Bitts glanced at the phone screen. “Emergency code?”

“Tell Mom hi.” Dahlia grimaced when the cop’s expression flattened to professional blandness. “It’s our sister code, asking for help, like when a blind date goes wrong, or my model bailed at the last minute…” She let her voice trail off when she saw the skepticism peeking out of the cop’s neutral expression.

“I haven’t seen her,” Bitts said. “Have you filed a missing-person report?”

“Yes, last night, with the sheriff’s department, but they seemed…unconvinced that she was actually missing. I didn’t know Howling Falls had a police department.”

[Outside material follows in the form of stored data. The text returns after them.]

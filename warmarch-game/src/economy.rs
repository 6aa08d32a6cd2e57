//! Resource stockpile, troop roster and troop build costs.
use serde::{Deserialize, Serialize};
use std::fmt;
use std::str::FromStr;

use crate::constants::{
    ARCHER_COST, ARCHER_POWER, CAVALRY_COST, CAVALRY_POWER, INFANTRY_COST, INFANTRY_POWER,
};
use crate::error::GameError;

#[derive(Debug, Clone, Copy, PartialEq, Eq, Hash, Serialize, Deserialize)]
#[serde(rename_all = "lowercase")]
pub enum ResourceKind {
    Wood,
    Stone,
    Gold,
}

impl ResourceKind {
    pub const ALL: [Self; 3] = [Self::Wood, Self::Stone, Self::Gold];

    #[must_use]
    pub const fn as_str(self) -> &'static str {
        match self {
            Self::Wood => "wood",
            Self::Stone => "stone",
            Self::Gold => "gold",
        }
    }
}

impl fmt::Display for ResourceKind {
    fn fmt(&self, f: &mut fmt::Formatter<'_>) -> fmt::Result {
        f.write_str(self.as_str())
    }
}

impl FromStr for ResourceKind {
    type Err = ();

    fn from_str(s: &str) -> Result<Self, Self::Err> {
        match s {
            "wood" => Ok(Self::Wood),
            "stone" => Ok(Self::Stone),
            "gold" => Ok(Self::Gold),
            _ => Err(()),
        }
    }
}

#[derive(Debug, Clone, Copy, PartialEq, Eq, Hash, Serialize, Deserialize)]
#[serde(rename_all = "lowercase")]
pub enum TroopKind {
    Infantry,
    Archer,
    Cavalry,
}

impl TroopKind {
    pub const ALL: [Self; 3] = [Self::Infantry, Self::Archer, Self::Cavalry];

    #[must_use]
    pub const fn as_str(self) -> &'static str {
        match self {
            Self::Infantry => "infantry",
            Self::Archer => "archer",
            Self::Cavalry => "cavalry",
        }
    }

    /// Capitalized name used in quest descriptions.
    #[must_use]
    pub const fn title(self) -> &'static str {
        match self {
            Self::Infantry => "Infantry",
            Self::Archer => "Archer",
            Self::Cavalry => "Cavalry",
        }
    }

    /// Fixed build cost.
    #[must_use]
    pub const fn cost(self) -> ResourceStock {
        let (wood, stone, gold) = match self {
            Self::Infantry => INFANTRY_COST,
            Self::Archer => ARCHER_COST,
            Self::Cavalry => CAVALRY_COST,
        };
        ResourceStock { wood, stone, gold }
    }

    /// Battle power contributed by one unit.
    #[must_use]
    pub const fn power(self) -> u32 {
        match self {
            Self::Infantry => INFANTRY_POWER,
            Self::Archer => ARCHER_POWER,
            Self::Cavalry => CAVALRY_POWER,
        }
    }
}

impl fmt::Display for TroopKind {
    fn fmt(&self, f: &mut fmt::Formatter<'_>) -> fmt::Result {
        f.write_str(self.as_str())
    }
}

impl FromStr for TroopKind {
    type Err = ();

    fn from_str(s: &str) -> Result<Self, Self::Err> {
        match s {
            "infantry" => Ok(Self::Infantry),
            "archer" => Ok(Self::Archer),
            "cavalry" => Ok(Self::Cavalry),
            _ => Err(()),
        }
    }
}

/// Resource counters. Also used as a partial delta where zero means "absent".
#[derive(Debug, Clone, Copy, PartialEq, Eq, Default, Serialize, Deserialize)]
pub struct ResourceStock {
    #[serde(default)]
    pub wood: u32,
    #[serde(default)]
    pub stone: u32,
    #[serde(default)]
    pub gold: u32,
}

impl ResourceStock {
    #[must_use]
    pub const fn new(wood: u32, stone: u32, gold: u32) -> Self {
        Self { wood, stone, gold }
    }

    /// Same amount of every resource.
    #[must_use]
    pub const fn uniform(amount: u32) -> Self {
        Self::new(amount, amount, amount)
    }

    #[must_use]
    pub const fn get(&self, kind: ResourceKind) -> u32 {
        match kind {
            ResourceKind::Wood => self.wood,
            ResourceKind::Stone => self.stone,
            ResourceKind::Gold => self.gold,
        }
    }

    fn slot_mut(&mut self, kind: ResourceKind) -> &mut u32 {
        match kind {
            ResourceKind::Wood => &mut self.wood,
            ResourceKind::Stone => &mut self.stone,
            ResourceKind::Gold => &mut self.gold,
        }
    }

    /// Add `amount` to one counter, returning the new value.
    pub fn credit(&mut self, kind: ResourceKind, amount: u32) -> u32 {
        let slot = self.slot_mut(kind);
        *slot = slot.saturating_add(amount);
        *slot
    }

    /// Add every counter of `delta`.
    pub fn add(&mut self, delta: &Self) {
        for kind in ResourceKind::ALL {
            self.credit(kind, delta.get(kind));
        }
    }

    /// True when every counter is at least the matching counter in `cost`.
    #[must_use]
    pub fn covers(&self, cost: &Self) -> bool {
        ResourceKind::ALL
            .iter()
            .all(|kind| self.get(*kind) >= cost.get(*kind))
    }

    /// Per-resource amount still missing to afford `cost`.
    #[must_use]
    pub fn shortfall(&self, cost: &Self) -> Self {
        Self {
            wood: cost.wood.saturating_sub(self.wood),
            stone: cost.stone.saturating_sub(self.stone),
            gold: cost.gold.saturating_sub(self.gold),
        }
    }

    /// Subtract `cost` only if every counter can pay it.
    #[must_use]
    pub fn checked_sub(&self, cost: &Self) -> Option<Self> {
        Some(Self {
            wood: self.wood.checked_sub(cost.wood)?,
            stone: self.stone.checked_sub(cost.stone)?,
            gold: self.gold.checked_sub(cost.gold)?,
        })
    }

    #[must_use]
    pub const fn is_empty(&self) -> bool {
        self.wood == 0 && self.stone == 0 && self.gold == 0
    }

    /// Non-zero entries in wood, stone, gold order.
    pub fn entries(&self) -> impl Iterator<Item = (ResourceKind, u32)> + '_ {
        ResourceKind::ALL
            .into_iter()
            .map(|kind| (kind, self.get(kind)))
            .filter(|(_, amount)| *amount > 0)
    }
}

impl fmt::Display for ResourceStock {
    fn fmt(&self, f: &mut fmt::Formatter<'_>) -> fmt::Result {
        let mut first = true;
        for (kind, amount) in self.entries() {
            if !first {
                f.write_str(", ")?;
            }
            write!(f, "{amount} {kind}")?;
            first = false;
        }
        if first {
            f.write_str("nothing")?;
        }
        Ok(())
    }
}

#[derive(Debug, Clone, Copy, PartialEq, Eq, Default, Serialize, Deserialize)]
pub struct TroopRoster {
    #[serde(default)]
    pub infantry: u32,
    #[serde(default)]
    pub archer: u32,
    #[serde(default)]
    pub cavalry: u32,
}

impl TroopRoster {
    #[must_use]
    pub const fn new(infantry: u32, archer: u32, cavalry: u32) -> Self {
        Self {
            infantry,
            archer,
            cavalry,
        }
    }

    #[must_use]
    pub const fn get(&self, kind: TroopKind) -> u32 {
        match kind {
            TroopKind::Infantry => self.infantry,
            TroopKind::Archer => self.archer,
            TroopKind::Cavalry => self.cavalry,
        }
    }

    fn slot_mut(&mut self, kind: TroopKind) -> &mut u32 {
        match kind {
            TroopKind::Infantry => &mut self.infantry,
            TroopKind::Archer => &mut self.archer,
            TroopKind::Cavalry => &mut self.cavalry,
        }
    }

    #[must_use]
    pub const fn total(&self) -> u32 {
        self.infantry
            .saturating_add(self.archer)
            .saturating_add(self.cavalry)
    }

    /// Weighted battle power of the whole roster.
    #[must_use]
    pub fn power(&self) -> u32 {
        TroopKind::ALL.iter().fold(0_u32, |acc, kind| {
            acc.saturating_add(self.get(*kind).saturating_mul(kind.power()))
        })
    }

    fn halve(&mut self) {
        for kind in TroopKind::ALL {
            let slot = self.slot_mut(kind);
            *slot /= 2;
        }
    }
}

/// Result of a successful troop build.
#[derive(Debug, Clone, Copy, PartialEq, Eq)]
pub struct TroopBuilt {
    pub kind: TroopKind,
    pub count: u32,
    pub spent: ResourceStock,
}

/// Owner of the stockpile and the roster.
#[derive(Debug, Clone, Default, PartialEq, Eq, Serialize, Deserialize)]
pub struct Economy {
    pub resources: ResourceStock,
    pub troops: TroopRoster,
}

impl Economy {
    #[must_use]
    pub fn new() -> Self {
        Self::default()
    }

    #[must_use]
    pub fn can_afford(&self, kind: TroopKind) -> bool {
        self.resources.covers(&kind.cost())
    }

    /// Amount still missing to build one `kind`; empty when affordable.
    #[must_use]
    pub fn shortfall(&self, kind: TroopKind) -> ResourceStock {
        self.resources.shortfall(&kind.cost())
    }

    /// Debit the build cost and add one unit, or change nothing.
    ///
    /// # Errors
    ///
    /// Returns [`GameError::InsufficientResources`] when any cost exceeds the stock.
    pub fn build_troop(&mut self, kind: TroopKind) -> Result<TroopBuilt, GameError> {
        let cost = kind.cost();
        let Some(remaining) = self.resources.checked_sub(&cost) else {
            return Err(GameError::InsufficientResources {
                troop: kind,
                shortfall: self.resources.shortfall(&cost),
            });
        };
        self.resources = remaining;
        let slot = self.troops.slot_mut(kind);
        *slot = slot.saturating_add(1);
        Ok(TroopBuilt {
            kind,
            count: *slot,
            spent: cost,
        })
    }

    /// Credit a single collected resource, returning the new counter value.
    pub fn collect(&mut self, kind: ResourceKind) -> u32 {
        self.resources.credit(kind, 1)
    }

    /// Add an arbitrary partial reward to the stock.
    pub fn apply_delta(&mut self, delta: &ResourceStock) {
        self.resources.add(delta);
    }

    /// Defeat penalty: every troop count is halved, rounding down.
    pub fn lose_troops(&mut self) {
        self.troops.halve();
    }
}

“It’s small. No need to file another report with us, since we’ll get a copy from the sheriff. I’ll keep an eye out for her.”

Forcing a smile, Dahlia held back her torrent of worried frustration and just said, “Okay. Thank you.”

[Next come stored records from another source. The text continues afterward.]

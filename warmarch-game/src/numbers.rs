//! Numeric conversion helpers centralizing safe numeric casts.

use num_traits::cast::cast;

/// Ceil a f64 and clamp it to the u32 range, returning 0 for non-finite values.
#[must_use]
pub fn ceil_f64_to_u32(value: f64) -> u32 {
    if !value.is_finite() {
        return 0;
    }
    let max = cast::<u32, f64>(u32::MAX).unwrap_or(f64::MAX);
    let clamped = value.clamp(0.0, max).ceil();
    cast::<f64, u32>(clamped).unwrap_or(0)
}

/// Floor a f64 into the i64 range, returning 0 for non-finite or out-of-range values.
#[must_use]
pub fn floor_f64_to_i64(value: f64) -> i64 {
    cast::<f64, i64>(value.floor()).unwrap_or(0)
}

/// Integer ceiling of `value / 2`.
#[must_use]
pub const fn half_ceil(value: u32) -> u32 {
    value / 2 + value % 2
}

/// Euclidean distance between two points.
#[must_use]
pub fn distance(ax: f64, ay: f64, bx: f64, by: f64) -> f64 {
    (bx - ax).hypot(by - ay)
}
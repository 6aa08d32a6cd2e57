//! Centralized balance and tuning constants for Warmarch game logic.
//!
//! Map geometry and timing live in [`crate::config::WorldConfig`] so they can
//! be overridden from data; the values here are fixed balance tables that only
//! change through reviewed code.

// Log keys -----------------------------------------------------------------
// Stable `LogEntry::key` values; consumers match on these.
pub const LOG_MARCH_START: &str = "log.march.start";
pub const LOG_MARCH_PROGRESS: &str = "log.march.progress";
pub const LOG_BATTLE_VICTORY: &str = "log.battle.victory";
pub const LOG_BATTLE_DEFEAT: &str = "log.battle.defeat";
pub const LOG_BATTLE_STALE: &str = "log.battle.stale";
pub const LOG_QUEST_COMPLETED: &str = "log.quest.completed";
pub const LOG_QUEST_ROTATION: &str = "log.quest.rotation";

// World defaults -----------------------------------------------------------
pub(crate) const MAP_WIDTH: f64 = 15_000.0;
pub(crate) const MAP_HEIGHT: f64 = 15_000.0;
pub(crate) const SPOT_SIZE: f64 = 50.0;
pub(crate) const MIN_SPOT_DISTANCE: f64 = 70.0;
pub(crate) const TROOP_SPEED: f64 = 300.0;
pub(crate) const RESPAWN_COOLDOWN_SECS: u32 = 30;
pub(crate) const INITIAL_SPOTS: u32 = 300;
pub(crate) const GENERATION_ATTEMPT_FACTOR: u32 = 10;
pub(crate) const RESPAWN_ATTEMPT_CAP: u32 = 100;
pub(crate) const BATTLE_LOG_CAPACITY: usize = 5;
pub(crate) const POPUP_DURATION_SECS: u32 = 1;
pub(crate) const START_VIEW_CENTER_X: f64 = 640.0;
pub(crate) const START_VIEW_CENTER_Y: f64 = 360.0;

/// Inclusive spot level range.
pub const SPOT_LEVEL_MIN: u8 = 1;
pub const SPOT_LEVEL_MAX: u8 = 30;

// Troop balance ------------------------------------------------------------
pub(crate) const INFANTRY_POWER: u32 = 3;
pub(crate) const ARCHER_POWER: u32 = 4;
pub(crate) const CAVALRY_POWER: u32 = 6;
pub(crate) const MONSTER_POWER_PER_LEVEL: u32 = 5;

/// Build costs as `(wood, stone, gold)`.
pub(crate) const INFANTRY_COST: (u32, u32, u32) = (2, 1, 0);
pub(crate) const ARCHER_COST: (u32, u32, u32) = (1, 0, 2);
pub(crate) const CAVALRY_COST: (u32, u32, u32) = (0, 3, 3);

// Battle rewards -----------------------------------------------------------

/// A contiguous level band with its gold roll and flat resource bonus.
#[derive(Debug, Clone, Copy, PartialEq, Eq)]
pub(crate) struct RewardBand {
    pub max_level: u8,
    pub gold_min: u32,
    pub gold_max: u32,
    pub flat_bonus: u32,
}

/// Ordered by `max_level`; the first band whose ceiling covers the level wins.
pub(crate) const REWARD_BANDS: [RewardBand; 5] = [
    RewardBand {
        max_level: 4,
        gold_min: 1,
        gold_max: 2,
        flat_bonus: 0,
    },
    RewardBand {
        max_level: 10,
        gold_min: 2,
        gold_max: 6,
        flat_bonus: 1,
    },
    RewardBand {
        max_level: 18,
        gold_min: 5,
        gold_max: 13,
        flat_bonus: 0,
    },
    RewardBand {
        max_level: 20,
        gold_min: 5,
        gold_max: 13,
        flat_bonus: 3,
    },
    RewardBand {
        max_level: u8::MAX,
        gold_min: 10,
        gold_max: 20,
        flat_bonus: 5,
    },
];

// Quests -------------------------------------------------------------------
pub(crate) const QUEST_BASE_AMOUNT: u32 = 5;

“Good luck,” Bitts said before heading to the exit.

Dahlia watched her leave and then turned back to Glenn and Dulce, who were watching her with sympathetic expressions. “Do you think the antisocial hermit did something to Rose?” she blurted.

“I’m sure he didn’t,” Glenn said, although his doubtful expression blocked any comfort his words might’ve provided. “He wouldn’t… I mean, he probably wouldn’t, although who knows, since they always say serial killers are the quiet ones…” His voice trailed off with a flinch when he saw Dulce’s ferocious scowl directed at him. “Excuse me, ladies. I should go check on something.” He pushed off his barstool and hurried toward the taxidermy shop door.

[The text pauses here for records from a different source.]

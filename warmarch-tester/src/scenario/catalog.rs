use anyhow::{Result, anyhow, ensure};
use log::warn;
use warmarch_game::{
    GameSession, Position, Spot, TroopRoster, WorldConfig, decode_to_seed, encode_friendly,
};

use crate::logic::{BotStrategy, GameTester, SimulationPlan, SimulationSummary};

pub struct CatalogEntry {
    pub key: &'static str,
    pub title: &'static str,
    pub description: &'static str,
    pub plan: fn() -> SimulationPlan,
}

pub const ENTRIES: &[CatalogEntry] = &[
    CatalogEntry {
        key: "smoke",
        title: "Smoke Test",
        description: "Bootstrap a world and gather for a minute",
        plan: smoke_plan,
    },
    CatalogEntry {
        key: "world-generation",
        title: "World Generation and Respawn",
        description: "Full initial population; collected spots retire and respawn",
        plan: world_generation_plan,
    },
    CatalogEntry {
        key: "crowded-map",
        title: "Crowded Map Degradation",
        description: "Generation on an undersized map places fewer spots without failing",
        plan: crowded_map_plan,
    },
    CatalogEntry {
        key: "economy",
        title: "Troop Economy",
        description: "Builds only when affordable and never overdraws",
        plan: economy_plan,
    },
    CatalogEntry {
        key: "march-combat",
        title: "March and Combat",
        description: "Marches on beatable monsters and wins",
        plan: march_combat_plan,
    },
    CatalogEntry {
        key: "defeat-penalty",
        title: "Defeat Penalty",
        description: "A lone infantry loses and the roster is halved to zero",
        plan: defeat_penalty_plan,
    },
    CatalogEntry {
        key: "quest-progression",
        title: "Quest Progression",
        description: "Quest-driven play completes and rotates quest sets",
        plan: quest_progression_plan,
    },
    CatalogEntry {
        key: "deterministic-gameplay",
        title: "Deterministic Gameplay",
        description: "Same seed and inputs replay to the same state",
        plan: determinism_plan,
    },
    CatalogEntry {
        key: "share-code-consistency",
        title: "Share Code Consistency",
        description: "Share codes round-trip to the seed that builds the same world",
        plan: share_code_plan,
    },
    CatalogEntry {
        key: "chaos",
        title: "Chaos Inputs",
        description: "Random taps and builds; rejections leave state consistent",
        plan: chaos_plan,
    },
];

fn smoke_plan() -> SimulationPlan {
    SimulationPlan::new(BotStrategy::Gatherer)
        .with_max_seconds(60)
        .with_expectation(|summary: &SimulationSummary| -> Result<()> {
            ensure!(
                summary.metrics.spots_collected > 0,
                "gatherer collected nothing"
            );
            ensure!(
                !summary.resources().is_empty(),
                "no resources after gathering"
            );
            Ok(())
        })
}

fn world_generation_plan() -> SimulationPlan {
    SimulationPlan::new(BotStrategy::Gatherer)
        .with_max_seconds(90)
        .with_expectation(|summary: &SimulationSummary| -> Result<()> {
            let requested = summary.final_state.config.initial_spots as usize;
            ensure!(
                summary.metrics.initial_population == requested,
                "initial population {} != {requested}",
                summary.metrics.initial_population
            );
            ensure!(
                summary.metrics.spots_removed > 0,
                "no collected spot was retired after its cooldown"
            );
            ensure!(
                summary.final_state.world.len() == requested,
                "population drifted to {}",
                summary.final_state.world.len()
            );
            Ok(())
        })
}

fn crowded_map_plan() -> SimulationPlan {
    SimulationPlan::new(BotStrategy::Gatherer)
        .with_max_seconds(120)
        .with_world(|config: &mut WorldConfig| {
            config.map_width = 1_000.0;
            config.map_height = 1_000.0;
            config.start_view_center = Position::new(500.0, 500.0);
        })
        .with_expectation(|summary: &SimulationSummary| -> Result<()> {
            let population = summary.metrics.initial_population;
            let requested = summary.final_state.config.initial_spots as usize;
            ensure!(population > 0, "crowded map produced no spots");
            ensure!(
                population < requested,
                "expected degraded generation, got {population} of {requested}"
            );
            Ok(())
        })
}

fn economy_plan() -> SimulationPlan {
    SimulationPlan::new(BotStrategy::Warlord)
        .with_max_seconds(300)
        .with_expectation(|summary: &SimulationSummary| -> Result<()> {
            ensure!(summary.metrics.troops_built > 0, "no troops were built");
            ensure!(
                summary.metrics.rejected_builds == 0,
                "{} affordable builds were rejected",
                summary.metrics.rejected_builds
            );
            Ok(())
        })
}

fn march_combat_plan() -> SimulationPlan {
    SimulationPlan::new(BotStrategy::Warlord).with_expectation(
        |summary: &SimulationSummary| -> Result<()> {
            let metrics = &summary.metrics;
            ensure!(metrics.victories > 0, "no monster defeated");
            ensure!(
                metrics.defeats == 0,
                "lost {} battles the bot judged winnable",
                metrics.defeats
            );
            ensure!(metrics.stale_battles == 0, "unexpected stale battle");
            Ok(())
        },
    )
}

/// Send a single infantry at the nearest monster before play starts.
fn doomed_march(session: &mut GameSession) {
    session.state_mut().economy.troops = TroopRoster::new(1, 0, 0);
    let origin = session.state().view_center;
    let target = session
        .state()
        .world
        .nearest(origin, Spot::is_monster)
        .map(|spot| spot.id);
    if let Some(id) = target
        && let Err(err) = session.start_march(id)
    {
        warn!("setup march rejected: {err}");
    }
}

fn defeat_penalty_plan() -> SimulationPlan {
    SimulationPlan::new(BotStrategy::Gatherer)
        .with_max_seconds(120)
        .with_setup(doomed_march)
        .with_expectation(|summary: &SimulationSummary| -> Result<()> {
            ensure!(
                summary.metrics.marches_started == 1,
                "setup march did not start"
            );
            ensure!(summary.metrics.defeats == 1, "expected exactly one defeat");
            ensure!(
                *summary.troops() == TroopRoster::new(0, 0, 0),
                "troops should be halved to zero, got {:?}",
                summary.troops()
            );
            Ok(())
        })
}

fn quest_progression_plan() -> SimulationPlan {
    SimulationPlan::new(BotStrategy::QuestRush)
        .with_max_seconds(900)
        .with_expectation(|summary: &SimulationSummary| -> Result<()> {
            let set = summary.final_state.quest_set_number();
            ensure!(set >= 2, "still on quest set {set}");
            ensure!(
                summary.metrics.quests_completed >= 3,
                "only {} quests completed",
                summary.metrics.quests_completed
            );
            Ok(())
        })
}

fn determinism_base() -> SimulationPlan {
    SimulationPlan::new(BotStrategy::Warlord).with_max_seconds(120)
}

fn determinism_plan() -> SimulationPlan {
    determinism_base().with_expectation(|summary: &SimulationSummary| -> Result<()> {
        let seconds = u32::try_from(summary.metrics.seconds)?;
        let replay_plan = determinism_base().with_max_seconds(seconds);
        let replay = GameTester::new(false).run_plan(&replay_plan, summary.seed);
        ensure!(
            replay.final_state == summary.final_state,
            "replay of seed {} diverged",
            summary.seed
        );
        ensure!(replay.metrics == summary.metrics, "replay metrics diverged");
        Ok(())
    })
}

fn share_code_plan() -> SimulationPlan {
    SimulationPlan::new(BotStrategy::Gatherer)
        .with_max_seconds(1)
        .with_expectation(|summary: &SimulationSummary| -> Result<()> {
            let code = encode_friendly(summary.seed);
            let seed = decode_to_seed(&code).ok_or_else(|| anyhow!("{code} does not decode"))?;
            ensure!(
                encode_friendly(seed) == code,
                "{code} re-encodes differently"
            );
            let config = summary.final_state.config.clone();
            let a = GameSession::bootstrap(seed, config.clone());
            let b = GameSession::bootstrap(seed, config);
            ensure!(
                a.state() == b.state(),
                "{code} builds different worlds"
            );
            Ok(())
        })
}

fn chaos_plan() -> SimulationPlan {
    SimulationPlan::new(BotStrategy::Chaos)
        .with_max_seconds(300)
        .with_expectation(|summary: &SimulationSummary| -> Result<()> {
            let metrics = &summary.metrics;
            let rejected = metrics.rejected_builds + metrics.rejected_marches + metrics.ignored_taps;
            ensure!(rejected > 0, "chaos inputs were never rejected");
            Ok(())
        })
}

Once he disappeared inside, Dulce said, “Winston didn’t do anything to your sister. He’s a sweetheart.”

Dahlia turned to the bartender, some of her worry washing away at the conviction in Dulce’s voice. “He’s not a people-hating, corpse-collecting grump after all?”

“Well…” Dulce grimaced. “I wouldn’t say he’s not a grump, and he’s not exactly social, but it’s a definite no on the corpses. I can’t imagine him hurting anyone. He just really likes his privacy.”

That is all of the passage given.